Factory towns face problems when the factories shut down. Everyone has heard versions of that story—involving steel and auto plants in the Midwest, sawmills in the Northwest, coal mines in Appalachia or copper mines in the Southwest, other facilities in other towns.

On a recent visit to “Southside” Virginia—the part of the state bordering North Carolina, and far from the tech-and-government driven boom of the D.C. suburbs in northern Virginia, and the military-based economy of Norfolk and the Tidewater—we were reminded of the problems cities had even when those factories were up and running. We also learned about the way they are trying to apply the mixed blessings of a lost manufacturing heritage as they figure out their next acts.

Our visit was centered in the city of Danville, which Deb Fallows wrote about here. Danville is the major city within Pittsylvania County, which is geographically one of the largest in the state. The city’s population is about 40,000, split roughly 50-50 black and white. In its day it was one of the richest places in the Piedmont area, and a major center of first the tobacco and then the textile industries. Danville was also, for a one-week period in April 1865, the final capital city of the Confederacy—with implications down to the present, as we’ll explore in upcoming dispatches.

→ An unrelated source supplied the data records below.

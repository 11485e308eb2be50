//! Run-aware placeholder substitution inside WordprocessingML parts.

use crate::error::{Result, StampError};
use crate::placeholder::{find_placeholders, Resolver};
use quick_xml::escape::partial_escape;
use quick_xml::events::{BytesStart, BytesText, Event};
use quick_xml::{Reader, Writer};
use std::io::{Cursor, Read, Write};
use std::ops::Range;
use zip::write::SimpleFileOptions;
use zip::{CompressionMethod, ZipArchive, ZipWriter};

pub(crate) const DOCUMENT_PART: &str = "word/document.xml";

const PARAGRAPH: &[u8] = b"w:p";
const TEXT: &[u8] = b"w:t";

/// Whether an archive entry carries stampable body text
fn is_stamped_part(name: &str) -> bool {
    let Some(file) = name.strip_prefix("word/") else {
        return false;
    };
    if file.contains('/') || !file.ends_with(".xml") {
        return false;
    }
    file == "document.xml"
        || file == "footnotes.xml"
        || file == "endnotes.xml"
        || file.starts_with("header")
        || file.starts_with("footer")
}

/// Check that bytes form a docx archive with a main document part
pub(crate) fn validate(template: &[u8]) -> Result<()> {
    let archive = ZipArchive::new(Cursor::new(template))?;
    if archive.file_names().any(|name| name == DOCUMENT_PART) {
        Ok(())
    } else {
        Err(StampError::MissingPart(DOCUMENT_PART.to_string()))
    }
}

/// Copy the template archive, substituting placeholders in text parts
pub(crate) fn stamp_archive(template: &[u8], resolver: &Resolver<'_>) -> Result<Vec<u8>> {
    let mut archive = ZipArchive::new(Cursor::new(template))?;
    let mut writer = ZipWriter::new(Cursor::new(Vec::with_capacity(template.len())));
    let options = SimpleFileOptions::default().compression_method(CompressionMethod::Deflated);

    for index in 0..archive.len() {
        let mut entry = archive.by_index(index)?;
        if !is_stamped_part(entry.name()) {
            writer.raw_copy_file(entry)?;
            continue;
        }

        let name = entry.name().to_string();
        let mut xml = Vec::with_capacity(entry.size() as usize);
        entry.read_to_end(&mut xml)?;
        let (stamped, count) = stamp_part(&xml, resolver)?;
        tracing::debug!("Substituted {} placeholders in {}", count, name);

        writer.start_file(name, options)?;
        writer.write_all(&stamped)?;
    }

    Ok(writer.finish()?.into_inner())
}

/// A `w:t` text node belonging to a paragraph
struct TextSegment {
    /// Index of the `<w:t>` start event
    start: usize,
    /// Index of the text event
    text: usize,
    value: String,
}

/// Substitute placeholders in one XML part.
///
/// Placeholders may span several runs of a paragraph. The substituted value
/// is written to the run where the placeholder starts; the remainder of the
/// token is removed from the following runs, which keep their formatting.
pub(crate) fn stamp_part(xml: &[u8], resolver: &Resolver<'_>) -> Result<(Vec<u8>, usize)> {
    let mut reader = Reader::from_reader(xml);
    let mut events: Vec<Event<'static>> = Vec::new();
    let mut paragraphs: Vec<Vec<TextSegment>> = Vec::new();
    let mut open_text: Option<usize> = None;
    let mut count = 0;

    loop {
        let event = reader.read_event()?;
        match &event {
            Event::Eof => break,
            Event::Start(e) if e.name().as_ref() == PARAGRAPH => paragraphs.push(Vec::new()),
            Event::Start(e) if e.name().as_ref() == TEXT => open_text = Some(events.len()),
            Event::End(e) if e.name().as_ref() == TEXT => open_text = None,
            Event::End(e) if e.name().as_ref() == PARAGRAPH => {
                if let Some(segments) = paragraphs.pop() {
                    count += rewrite_paragraph(&mut events, &segments, resolver)?;
                }
            }
            Event::Text(e) => {
                if let (Some(start), Some(segments)) = (open_text, paragraphs.last_mut()) {
                    segments.push(TextSegment {
                        start,
                        text: events.len(),
                        value: e.unescape().map_err(quick_xml::Error::from)?.into_owned(),
                    });
                }
            }
            _ => {}
        }
        events.push(event.into_owned());
    }

    let mut writer = Writer::new(Vec::with_capacity(xml.len()));
    for event in events {
        writer.write_event(event)?;
    }
    Ok((writer.into_inner(), count))
}

/// Rewrite the text nodes of a closed paragraph; returns the number of
/// placeholders substituted.
fn rewrite_paragraph(
    events: &mut [Event<'static>],
    segments: &[TextSegment],
    resolver: &Resolver<'_>,
) -> Result<usize> {
    let joined: String = segments.iter().map(|s| s.value.as_str()).collect();
    let placeholders = find_placeholders(&joined);
    if placeholders.is_empty() {
        return Ok(0);
    }

    let replacements = placeholders
        .iter()
        .map(|p| Ok((p.span.clone(), resolver.resolve(p)?)))
        .collect::<Result<Vec<_>>>()?;

    let mut offset = 0;
    for segment in segments {
        let range = offset..offset + segment.value.len();
        offset = range.end;

        let rewritten = splice(&joined, range, &replacements);
        if rewritten == segment.value {
            continue;
        }
        events[segment.text] =
            Event::Text(BytesText::from_escaped(partial_escape(rewritten.as_str())).into_owned());
        if let Event::Start(start) = &events[segment.start] {
            let preserved = preserve_space(start);
            events[segment.start] = Event::Start(preserved);
        }
    }

    Ok(replacements.len())
}

/// The new text of the segment covering `range` of the joined paragraph
/// text. A replacement is emitted by the segment holding its first byte.
fn splice(joined: &str, range: Range<usize>, replacements: &[(Range<usize>, String)]) -> String {
    let mut out = String::new();
    let mut pos = range.start;

    while pos < range.end {
        if let Some((span, value)) = replacements.iter().find(|(span, _)| span.contains(&pos)) {
            if pos == span.start {
                out.push_str(value);
            }
            pos = span.end.min(range.end);
            continue;
        }

        let next = replacements
            .iter()
            .map(|(span, _)| span.start)
            .filter(|&start| start > pos)
            .min()
            .unwrap_or(range.end)
            .min(range.end);
        out.push_str(&joined[pos..next]);
        pos = next;
    }

    out
}

/// Copy of a `<w:t>` start tag with `xml:space="preserve"`
fn preserve_space(start: &BytesStart<'_>) -> BytesStart<'static> {
    let mut updated = BytesStart::new(String::from_utf8_lossy(start.name().as_ref()).into_owned());
    for attr in start.attributes().flatten() {
        if attr.key.as_ref() != b"xml:space" {
            updated.push_attribute((attr.key.as_ref(), attr.value.as_ref()));
        }
    }
    updated.push_attribute(("xml:space", "preserve"));
    updated
}
use crate::error::{Result, SheetError};

/// Pick the worksheet to process from the workbook's ordered sheet names.
///
/// Without a requested name (or with a blank one) the first sheet wins.
/// Otherwise the first sheet whose name matches case-insensitively is used.
pub fn select_sheet<'a>(names: &'a [String], requested: Option<&str>) -> Result<&'a str> {
    let first = names.first().ok_or(SheetError::NoSheets)?;

    let requested = match requested.map(str::trim) {
        None | Some("") => return Ok(first),
        Some(name) => name,
    };

    names
        .iter()
        .find(|name| name.to_lowercase() == requested.to_lowercase())
        .map(String::as_str)
        .ok_or_else(|| SheetError::SheetNotFound {
            name: requested.to_string(),
            available: names.to_vec(),
        })
}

Now textiles have disappeared almost entirely, and tobacco hangs on in much-reduced form. (These days the main tobacco-business force is JTI, or Japan Tobacco International, which has bought brands like Natural American Spirits and Benson and Hedges and has expanded its warehouse and processing facilities in Danville.) While Virginia’s population has boomed—roughly 4 million in the 1960 Census, 6 million in 1990, 8 million in 2010, and rising—Danville’s is a little smaller now than it was in the 1960s. This part of southwestern Virginian and western North Carolina has endured the simultaneous collapse of the three industries that had been the mainstays of its many small towns: tobacco, textiles, and furniture-making. Danville’s comparative good fortune is that it didn’t have as many furniture factories to lose as some neighboring places did.

And yet: Danville is now benefitting from another aspect of its battered industrial heritage, which it is beginning to turn into an important city asset. How? Please read on.

Old warehouses, awaiting renovation, in downtown Danville, Virginia (James Fallows / The Atlantic)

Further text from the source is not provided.